ABOUT THIS EXERCISE>
The answer must be one number: how many lines in the records below contain the word "version".
[INFORMATION PROVIDED]
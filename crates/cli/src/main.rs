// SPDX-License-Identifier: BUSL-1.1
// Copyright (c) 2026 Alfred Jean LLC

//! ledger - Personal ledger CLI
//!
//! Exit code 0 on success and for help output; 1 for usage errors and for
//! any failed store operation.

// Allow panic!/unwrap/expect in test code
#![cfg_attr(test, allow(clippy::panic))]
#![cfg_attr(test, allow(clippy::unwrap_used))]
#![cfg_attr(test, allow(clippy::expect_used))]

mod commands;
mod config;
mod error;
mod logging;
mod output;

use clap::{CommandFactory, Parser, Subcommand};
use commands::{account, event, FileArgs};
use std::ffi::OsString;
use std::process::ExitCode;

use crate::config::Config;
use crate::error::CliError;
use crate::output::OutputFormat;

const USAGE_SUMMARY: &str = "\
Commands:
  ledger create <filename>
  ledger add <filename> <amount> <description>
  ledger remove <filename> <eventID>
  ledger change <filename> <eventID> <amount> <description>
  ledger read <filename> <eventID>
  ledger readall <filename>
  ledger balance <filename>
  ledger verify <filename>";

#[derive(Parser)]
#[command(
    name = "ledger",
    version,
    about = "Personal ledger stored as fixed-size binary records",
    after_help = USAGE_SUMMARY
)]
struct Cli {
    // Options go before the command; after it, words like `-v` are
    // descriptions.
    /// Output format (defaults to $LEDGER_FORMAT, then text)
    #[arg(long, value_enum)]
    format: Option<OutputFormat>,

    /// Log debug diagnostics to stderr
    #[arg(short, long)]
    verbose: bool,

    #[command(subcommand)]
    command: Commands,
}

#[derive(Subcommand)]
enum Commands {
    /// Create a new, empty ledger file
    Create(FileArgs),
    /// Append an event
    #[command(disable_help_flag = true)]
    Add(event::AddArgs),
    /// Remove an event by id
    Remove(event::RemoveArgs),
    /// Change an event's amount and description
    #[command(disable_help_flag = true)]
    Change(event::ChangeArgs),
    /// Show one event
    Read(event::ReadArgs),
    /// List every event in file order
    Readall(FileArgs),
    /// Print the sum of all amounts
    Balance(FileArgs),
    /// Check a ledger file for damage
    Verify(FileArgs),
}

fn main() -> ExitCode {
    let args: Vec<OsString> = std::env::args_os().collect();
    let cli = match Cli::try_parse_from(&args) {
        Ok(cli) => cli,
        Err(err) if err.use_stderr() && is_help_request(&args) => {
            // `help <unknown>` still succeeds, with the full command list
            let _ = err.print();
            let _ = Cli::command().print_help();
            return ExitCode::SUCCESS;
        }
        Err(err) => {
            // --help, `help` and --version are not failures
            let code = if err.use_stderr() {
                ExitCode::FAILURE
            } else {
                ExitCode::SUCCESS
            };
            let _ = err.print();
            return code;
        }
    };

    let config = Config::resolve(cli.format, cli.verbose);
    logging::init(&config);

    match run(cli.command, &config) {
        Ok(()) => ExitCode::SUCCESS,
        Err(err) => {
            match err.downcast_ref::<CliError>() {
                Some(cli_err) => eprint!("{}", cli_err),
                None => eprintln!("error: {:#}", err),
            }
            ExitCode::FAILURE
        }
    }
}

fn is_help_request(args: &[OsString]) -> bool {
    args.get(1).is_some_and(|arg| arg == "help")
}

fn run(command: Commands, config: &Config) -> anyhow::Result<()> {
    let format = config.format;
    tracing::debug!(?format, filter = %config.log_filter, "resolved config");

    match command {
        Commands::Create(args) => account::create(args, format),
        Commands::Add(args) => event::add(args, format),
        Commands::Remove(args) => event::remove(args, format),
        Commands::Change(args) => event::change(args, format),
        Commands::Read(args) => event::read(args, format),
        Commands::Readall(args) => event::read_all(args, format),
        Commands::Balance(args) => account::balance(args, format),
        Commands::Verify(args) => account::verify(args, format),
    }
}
[/INFORMATION PROVIDED]
[INFORMATION PROVIDED]
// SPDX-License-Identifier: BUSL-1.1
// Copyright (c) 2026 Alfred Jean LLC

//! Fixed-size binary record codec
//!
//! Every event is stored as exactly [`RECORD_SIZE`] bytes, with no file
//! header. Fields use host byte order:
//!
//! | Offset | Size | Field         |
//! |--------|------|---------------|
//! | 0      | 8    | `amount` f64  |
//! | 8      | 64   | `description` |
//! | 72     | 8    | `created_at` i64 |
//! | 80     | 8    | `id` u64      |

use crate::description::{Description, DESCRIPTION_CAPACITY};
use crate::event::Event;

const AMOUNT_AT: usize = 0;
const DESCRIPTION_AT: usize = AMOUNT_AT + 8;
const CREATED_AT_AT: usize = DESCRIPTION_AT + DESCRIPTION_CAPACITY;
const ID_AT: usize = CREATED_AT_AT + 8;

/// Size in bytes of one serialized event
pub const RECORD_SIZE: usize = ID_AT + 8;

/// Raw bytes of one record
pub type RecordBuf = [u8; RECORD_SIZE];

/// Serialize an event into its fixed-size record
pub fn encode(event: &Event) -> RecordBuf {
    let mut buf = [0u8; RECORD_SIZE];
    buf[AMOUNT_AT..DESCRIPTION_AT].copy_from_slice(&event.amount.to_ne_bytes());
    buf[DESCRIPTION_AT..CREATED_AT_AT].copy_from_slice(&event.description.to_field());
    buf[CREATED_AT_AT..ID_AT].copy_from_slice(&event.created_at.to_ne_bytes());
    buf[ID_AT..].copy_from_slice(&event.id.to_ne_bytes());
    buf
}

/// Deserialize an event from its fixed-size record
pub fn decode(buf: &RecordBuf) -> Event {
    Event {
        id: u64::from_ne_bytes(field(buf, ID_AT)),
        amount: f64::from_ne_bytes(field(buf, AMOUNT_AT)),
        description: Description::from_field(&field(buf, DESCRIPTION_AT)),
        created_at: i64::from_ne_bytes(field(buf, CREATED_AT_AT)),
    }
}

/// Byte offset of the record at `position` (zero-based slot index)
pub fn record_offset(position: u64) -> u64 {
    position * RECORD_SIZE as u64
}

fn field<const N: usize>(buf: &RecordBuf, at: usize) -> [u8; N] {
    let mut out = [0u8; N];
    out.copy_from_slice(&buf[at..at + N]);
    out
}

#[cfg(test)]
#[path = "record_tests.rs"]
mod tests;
[/INFORMATION PROVIDED]
RESPONSE TO THE TASK>
2